Los Angeles City Attorney Mike Feuer said Monday the Wells Fargo board's decision to claw back $75 million in compensation from two ex-executives it blames for much of the company's sales scandal is a "positive step", but falls short.

Still, the report itself strikes us as candid but highly critical of WFC's high-pressure culture, its former CEO & the head of community banking (both of whom are no longer with the company and have now had even more compensation clawed back), and the company's management structure.

Wells Fargo's new and highly regarded CEO, Tim Sloan, said in a conference call with reporters it was "frustrating" to hear these charges.

It's another example of how Wells Fargo executives repeatedly proved unable - or unwilling - to take the hard actions required to fix major flaws the bank's cultural and incentive problems that fueled the scandal.


Wells Fargo, Warren Buffett's favourite bank has shown all banks the way to investigate themselves, sort of.

ISS said the board's response to the potential 2.1 million fraudulent customer accounts has been lacking in firm resolution. The board members said they left thinking that between 200 and 300 employees had been fired for sales practice abuses and the problem was largely concentrated in southern California.

"Eventually, the stories will pass and Wells Fargo will emerge with a repaired reputation", Sweeney said.

Wells Fargo CEO John Stumpf testifies on Capitol Hill in Washington, Sept. 29, 2016, before the House Financial Services Committee. The 113-page report, which was compiled by the law firm Shearman & Sterling, included interviews with 100 current and former employees and reviewed 35 million documents. Another senior executive had district managers dress up in themed costumes during periodic reviews, then run a "gauntlet" to a whiteboard where they reported how many sales they had completed. That's in addition to $41 million in stock awards for Stumpf and $19 million for Tolstedt that have been canceled. Wells Fargo has also rehired about 1,000 former employees, many of whom either stepped down or were fired when they struggled to meet the aggressive sales goals set by the bank, since the problem was disclosed last September, Sloan said.

The board responded by calling ISS's voting recommendations "extreme and unprecedented" and "failing to recognize the active engagement of the board and the substantial actions it has already taken to strengthen oversight and increase accountability at all levels of Wells Fargo, including important improvements to corporate governance".


"But the conclusions of the investigation simply do not comport with its empirical findings", Plath said.
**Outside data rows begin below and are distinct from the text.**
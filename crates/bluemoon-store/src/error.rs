//! Error types for Blue Moon storage.

/// Result type for storage operations.
pub type Result<T> = std::result::Result<T, StoreError>;

/// Errors that can occur in storage operations.
///
/// Every variant is an infrastructure failure: retrying the whole caller operation is safe.
#[derive(Debug, thiserror::Error)]
pub enum StoreError {
    /// Database operation failed.
    #[error("database error: {0}")]
    Database(String),

    /// Serialization/deserialization failed.
    #[error("serialization error: {0}")]
    Serialization(String),
}

impl StoreError {
    /// A lock guarding in-process state was poisoned by a panicking writer.
    pub(crate) fn poisoned<T>(_: std::sync::PoisonError<T>) -> Self {
        Self::Database("store lock poisoned".into())
    }
}
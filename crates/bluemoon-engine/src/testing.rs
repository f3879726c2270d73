//! Store wrapper that fails writes on demand.

use std::sync::atomic::{AtomicUsize, Ordering};
use std::sync::{Arc, Mutex};

use bluemoon_store::{KvStore, MemoryStore, Order, Page, SharedStore, StoreError};

type StoreResult<T> = bluemoon_store::Result<T>;

/// A `MemoryStore` whose writes to selected key prefixes fail.
#[derive(Default)]
pub struct FaultyStore {
    inner: MemoryStore,
    failing: Mutex<Vec<String>>,
    increments: AtomicUsize,
}

impl FaultyStore {
    pub fn shared() -> Arc<Self> {
        Arc::new(Self::default())
    }

    /// Make every write to a key (or listing) starting with `prefix` fail.
    pub fn fail_writes_to(&self, prefix: &str) {
        self.failing.lock().unwrap().push(prefix.to_string());
    }

    /// Successful `increment` calls so far.
    pub fn increments(&self) -> usize {
        self.increments.load(Ordering::SeqCst)
    }

    /// Stop injecting failures.
    pub fn heal(&self) {
        self.failing.lock().unwrap().clear();
    }

    fn guard(&self, key: &str) -> StoreResult<()> {
        let failing = self.failing.lock().unwrap();
        if failing.iter().any(|prefix| key.starts_with(prefix.as_str())) {
            return Err(StoreError::Database(format!("injected failure on {key}")));
        }
        Ok(())
    }
}

impl KvStore for FaultyStore {
    fn get(&self, key: &str) -> StoreResult<Option<Vec<u8>>> {
        self.inner.get(key)
    }

    fn set(&self, key: &str, value: &[u8]) -> StoreResult<()> {
        self.guard(key)?;
        self.inner.set(key, value)
    }

    fn delete(&self, key: &str) -> StoreResult<bool> {
        self.guard(key)?;
        self.inner.delete(key)
    }

    fn scan_keys(&self, prefix: &str) -> StoreResult<Vec<String>> {
        self.inner.scan_keys(prefix)
    }

    fn increment(&self, key: &str) -> StoreResult<u64> {
        self.guard(key)?;
        let value = self.inner.increment(key)?;
        self.increments.fetch_add(1, Ordering::SeqCst);
        Ok(value)
    }

    fn counter(&self, key: &str) -> StoreResult<u64> {
        self.inner.counter(key)
    }

    fn raise_counter(&self, key: &str, floor: u64) -> StoreResult<u64> {
        self.guard(key)?;
        self.inner.raise_counter(key, floor)
    }

    fn listing_add(&self, listing: &str, score: i64, member: &str) -> StoreResult<()> {
        self.guard(listing)?;
        self.inner.listing_add(listing, score, member)
    }

    fn listing_remove(&self, listing: &str, member: &str) -> StoreResult<bool> {
        self.guard(listing)?;
        self.inner.listing_remove(listing, member)
    }

    fn listing_score(&self, listing: &str, member: &str) -> StoreResult<Option<i64>> {
        self.inner.listing_score(listing, member)
    }

    fn listing_range(
        &self,
        listing: &str,
        order: Order,
        page: Option<Page>,
    ) -> StoreResult<Vec<String>> {
        self.inner.listing_range(listing, order, page)
    }

    fn scan_listings(&self, prefix: &str) -> StoreResult<Vec<String>> {
        self.inner.scan_listings(prefix)
    }
}

/// A fresh in-memory store.
pub fn memory_store() -> SharedStore {
    Arc::new(MemoryStore::new())
}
The announcement comes in the wake of a scorching internal report that said the creation of the bogus bank accounts occurred despite abundant warnings.

Some 5,300 Wells Fargo employees lost their jobs over the fake-accounts scandal - a number far higher than the bank's board says it was initially led to believe.

Last September, the bank paid $185 million in fines over the scandal.

But the report heaped most blame on senior management, not the fired employees. Stockholder advisory group Institutional Shareholder Services recently recommended that Wells Fargo shareholders vote against re-election for 12 of the company's 15 directors. It found that Stumpf's commitment to the Wells Fargo sales culture and its decentralized structure led him to "minimize problems", despite "growing indications that the situation was worsening". In January, the board took the unusual action of publicly firing four executives whom the board said had major roles in the bank's sales practices at the centre of the scandal. According to one director, Stumpf praised Tolstedt as the "best banker in America".